U.S. Pat. Nos. 3,953,321 and 4,098,721 disclose a hydrodesulfurization
process for heavy hydrocarbonaceous oils such as gas oils in which a
conventional hydrodesulfurization catalyst is sulfided and heat treated at
a temperature of 750.degree. F. to 850.degree. F. prior to initiating the
hydrodesulfurization. The catalyst is sulfided by contact with a lighter
boiling range oil or is heat treated in the presence of the lighter oil,
free from sulfur.
U.S. Pat. No. 2,954,339 discloses the use of a spent
cobalt-molybdenum-alumina catalyst for hydrodesulfurization of a
hydrocarbonaceous oil which may be a gas oil. Prior to contact with the
gas oil, the catalyst is used to hydrotreat naphtha.
U.S. Pat. No. 3,423,307 discloses a start-up method for a
hydrodesulfurization process for heavy residual feeds which contain
asphaltic materials. The catalyst is initially contacted with an
asphaltic-free feed.
U.S. Pat. No. 3,528,910 discloses a hydrotreating process for
hydrocarbonaceous oils. A catalyst such as a supported nickel-molybdenum
catalyst, is sulfided in the presence of hydrogen with a distillate
containing disulfide sulfur prior to the hydrotreating reaction.
U.S. Pat. No. 4,149,965 discloses a start-up process for hydrorefining of
naphtha. The catalyst is partially deactivated by treatment with a
substantially non-metal containing hydrocarbon oil in the presence of
hydrogen prior to contacting the catalyst with the naphtha feed.
U.S. Pat. No. 3,368,965 discloses a slurry hydrogenation process in which a
catalyst, such as cobalt molybdate on alumina, is pretreated by wetting
the catalyst with a clean (i.e., non-aromatic) hydrocarbonaceous oil such
as a lubrication oil fraction to form a slurry which is then introduced
into the hydrocarbonaceous oil to be hydrogenated.
U.S. Pat. No. 3,423,307 utilizes a start-up method comprising initially
contacting a hydrorefining catalyst with hydrogen and an asphaltic-free
hydrocarbon at a temperature from 250.degree. F. to 500.degree. F. and
then gradually increasing the temperature until a temperature within the
range of 600.degree. F. and 700.degree. F. is attained, following which
hydrorefining of an asphaltic-containing feed is commenced.

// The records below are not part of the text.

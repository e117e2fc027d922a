//! Output sinks for generators.
//!
//! Generators only see the [`Storage`] trait. [`DiskStorage`] writes real files
//! under a base directory; [`MemoryStorage`] keeps them in a concurrent map so a
//! dry run can report what would be written without touching disk.

use dashmap::DashMap;
use std::collections::BTreeMap;
use std::fmt;
use std::fs;
use std::io;
use std::path::{Path, PathBuf};
use tracing::{debug, info};

/// Destination for generated files. Paths are relative to [`Storage::base_dir`].
///
/// Implementations must accept concurrent writes to distinct paths, since
/// generators of one tier run in parallel.
pub trait Storage: Send + Sync {
    fn exists(&self, path: &Path) -> bool;

    fn write_file(&self, path: &Path, contents: &[u8]) -> io::Result<()>;

    fn base_dir(&self) -> &Path;
}

/// Writes under a base directory, creating parent directories as needed.
#[derive(Debug, Clone)]
pub struct DiskStorage {
    base: PathBuf,
}

impl DiskStorage {
    pub fn new(base: impl Into<PathBuf>) -> Self {
        DiskStorage { base: base.into() }
    }
}

impl Storage for DiskStorage {
    fn exists(&self, path: &Path) -> bool {
        self.base.join(path).exists()
    }

    fn write_file(&self, path: &Path, contents: &[u8]) -> io::Result<()> {
        let target = self.base.join(path);
        if let Some(parent) = target.parent() {
            fs::create_dir_all(parent)?;
        }
        fs::write(&target, contents)?;
        debug!(path = %target.display(), bytes = contents.len(), "wrote file");
        Ok(())
    }

    fn base_dir(&self) -> &Path {
        &self.base
    }
}

/// In-memory sink used for dry runs and tests.
///
/// `exists` also consults the real base directory, so generators that skip
/// already present files behave the same in a dry run.
#[derive(Debug, Default)]
pub struct MemoryStorage {
    base: PathBuf,
    files: DashMap<PathBuf, Vec<u8>>,
}

impl MemoryStorage {
    pub fn new(base: impl Into<PathBuf>) -> Self {
        MemoryStorage {
            base: base.into(),
            files: DashMap::new(),
        }
    }

    /// Snapshot of every written file, ordered by path.
    pub fn files(&self) -> BTreeMap<PathBuf, Vec<u8>> {
        self.files
            .iter()
            .map(|entry| (entry.key().clone(), entry.value().clone()))
            .collect()
    }

    pub fn read_file(&self, path: &Path) -> Option<Vec<u8>> {
        self.files.get(path).map(|entry| entry.value().clone())
    }

    /// Convenience for tests and reports: the file as UTF-8, lossily.
    pub fn read_to_string(&self, path: impl AsRef<Path>) -> Option<String> {
        self.read_file(path.as_ref())
            .map(|bytes| String::from_utf8_lossy(&bytes).into_owned())
    }

    pub fn len(&self) -> usize {
        self.files.len()
    }

    pub fn is_empty(&self) -> bool {
        self.files.is_empty()
    }
}

impl Storage for MemoryStorage {
    fn exists(&self, path: &Path) -> bool {
        self.files.contains_key(path) || self.base.join(path).exists()
    }

    fn write_file(&self, path: &Path, contents: &[u8]) -> io::Result<()> {
        self.files.insert(path.to_path_buf(), contents.to_vec());
        Ok(())
    }

    fn base_dir(&self) -> &Path {
        &self.base
    }
}

/// One directory of a [`DryRunReport`].
#[derive(Debug, Clone, PartialEq, Eq)]
pub struct DirectoryReport {
    pub directory: PathBuf,
    /// `(file name, size in bytes)`, ordered by name
    pub files: Vec<(String, usize)>,
}

/// What a dry run would have written, grouped by directory.
#[derive(Debug, Clone, PartialEq, Eq)]
pub struct DryRunReport {
    pub base_dir: PathBuf,
    pub directories: Vec<DirectoryReport>,
    pub total_files: usize,
    pub total_bytes: usize,
}

impl DryRunReport {
    pub fn from_storage(storage: &MemoryStorage) -> Self {
        let mut grouped: BTreeMap<PathBuf, Vec<(String, usize)>> = BTreeMap::new();
        let mut total_bytes = 0;
        let files = storage.files();
        for (path, contents) in &files {
            let directory = path.parent().map(Path::to_path_buf).unwrap_or_default();
            let name = path
                .file_name()
                .map(|n| n.to_string_lossy().into_owned())
                .unwrap_or_default();
            total_bytes += contents.len();
            grouped.entry(directory).or_default().push((name, contents.len()));
        }

        DryRunReport {
            base_dir: storage.base_dir().to_path_buf(),
            directories: grouped
                .into_iter()
                .map(|(directory, files)| DirectoryReport { directory, files })
                .collect(),
            total_files: files.len(),
            total_bytes,
        }
    }

    pub fn log(&self) {
        for dir in &self.directories {
            for (name, size) in &dir.files {
                info!(
                    directory = %dir.directory.display(),
                    file = %name,
                    bytes = size,
                    "would write"
                );
            }
        }
        info!(
            base_dir = %self.base_dir.display(),
            files = self.total_files,
            bytes = self.total_bytes,
            "dry run complete"
        );
    }
}

impl fmt::Display for DryRunReport {
    fn fmt(&self, f: &mut fmt::Formatter<'_>) -> fmt::Result {
        writeln!(f, "Dry run: would write to {}", self.base_dir.display())?;
        for dir in &self.directories {
            let label = if dir.directory.as_os_str().is_empty() {
                ".".to_string()
            } else {
                format!("{}/", dir.directory.display())
            };
            writeln!(f, "  {label}")?;
            for (name, size) in &dir.files {
                writeln!(f, "    {name} ({size} bytes)")?;
            }
        }
        write!(
            f,
            "Total: {} files, {} bytes",
            self.total_files, self.total_bytes
        )
    }
}

#[cfg(test)]
mod tests {
    use super::*;
    use std::sync::Arc;
    use std::thread;

    #[test]
    fn test_disk_storage_creates_parents() {
        let dir = tempfile::tempdir().unwrap();
        let storage = DiskStorage::new(dir.path());
        let path = Path::new("models/user.gen.go");
        assert!(!storage.exists(path));
        storage.write_file(path, b"package models\n").unwrap();
        assert!(storage.exists(path));
        assert_eq!(
            fs::read_to_string(dir.path().join(path)).unwrap(),
            "package models\n"
        );
    }

    #[test]
    fn test_memory_storage_concurrent_writes() {
        let storage = Arc::new(MemoryStorage::new("/nonexistent/out"));
        let handles: Vec<_> = (0..8)
            .map(|i| {
                let storage = Arc::clone(&storage);
                thread::spawn(move || {
                    let path = PathBuf::from(format!("gen/file_{i}.go"));
                    storage.write_file(&path, format!("{i}").as_bytes()).unwrap();
                })
            })
            .collect();
        for handle in handles {
            handle.join().unwrap();
        }
        assert_eq!(storage.len(), 8);
        assert_eq!(storage.read_to_string("gen/file_3.go").as_deref(), Some("3"));
        assert!(storage.exists(Path::new("gen/file_7.go")));
        assert!(!storage.exists(Path::new("gen/file_8.go")));
    }

    #[test]
    fn test_dry_run_report_groups_by_directory() {
        let storage = MemoryStorage::new("out");
        storage.write_file(Path::new("go.mod"), b"module x\n").unwrap();
        storage.write_file(Path::new("models/b.gen.go"), b"12345").unwrap();
        storage.write_file(Path::new("models/a.gen.go"), b"123").unwrap();

        let report = DryRunReport::from_storage(&storage);
        assert_eq!(report.total_files, 3);
        assert_eq!(report.total_bytes, 17);
        assert_eq!(report.directories.len(), 2);
        assert_eq!(report.directories[0].directory, PathBuf::new());
        assert_eq!(
            report.directories[1].files,
            vec![("a.gen.go".to_string(), 3), ("b.gen.go".to_string(), 5)]
        );

        let text = report.to_string();
        assert!(text.contains("models/"));
        assert!(text.ends_with("Total: 3 files, 17 bytes"));
    }
}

U.S. Pat. No. 4,485,006 initiates the hydrorefining process by initially
contacting a sulfided hydrorefining catalyst, such as nickel-molybdenum on
alumina, with a light hydrocarbonaceous oil boiling in the range of
C.sub.5 to 700.degree. F., in the presence of hydrogen, and thereafter
contacting the catalyst with the heavy hydrocarbonaceous oil to be
hydrorefined.
It has now been found that by utilizing the particular combination of slow
start-up rate and liquid phase sulfiding with a high sulfur content
hydrocarbon oil feed of the instant invention, enhanced catalyst activity
can be obtained.
SUMMARY OF THE INVENTION
In accordance with the invention there is provided a hydrorefining process
which comprises contacting hydrocarbonaceous oil feed and hydrogen with a
catalyst comprising a hydrogenation component selected from the group
consisting of Group VIB metal component, Group VIII non-noble metal
component and mixtures thereof, optionally comprising a
phosphorous-containing compound, and an alumina-containing support, at
hydrorefining conditions, the improvement which comprises heating the
catalyst in substantially non-sulfided form at initial start-up from a
temperature below about 450.degree. F. to hydrorefining temperature at an
average rate of less than 30.degree. F. per hour in the presence of
hydrogen and a start-up hydrocarbonaceous oil feed having a sulfur content
in the form of organosulfides of greater than 0.5 moles (basis sulfur) per
kilogram of start-up feed.
The start-up method of the instant invention results in the hydrorefining
catalyst having a higher activity than occurs with a conventional fast
start-up. The instant process is also more economic and requires fewer
steps than the process of separately gas phase sulfiding of the catalyst
followed by a liquid phase start-up. The instant start-up process is
particularly suited to hydrodenitrification processes.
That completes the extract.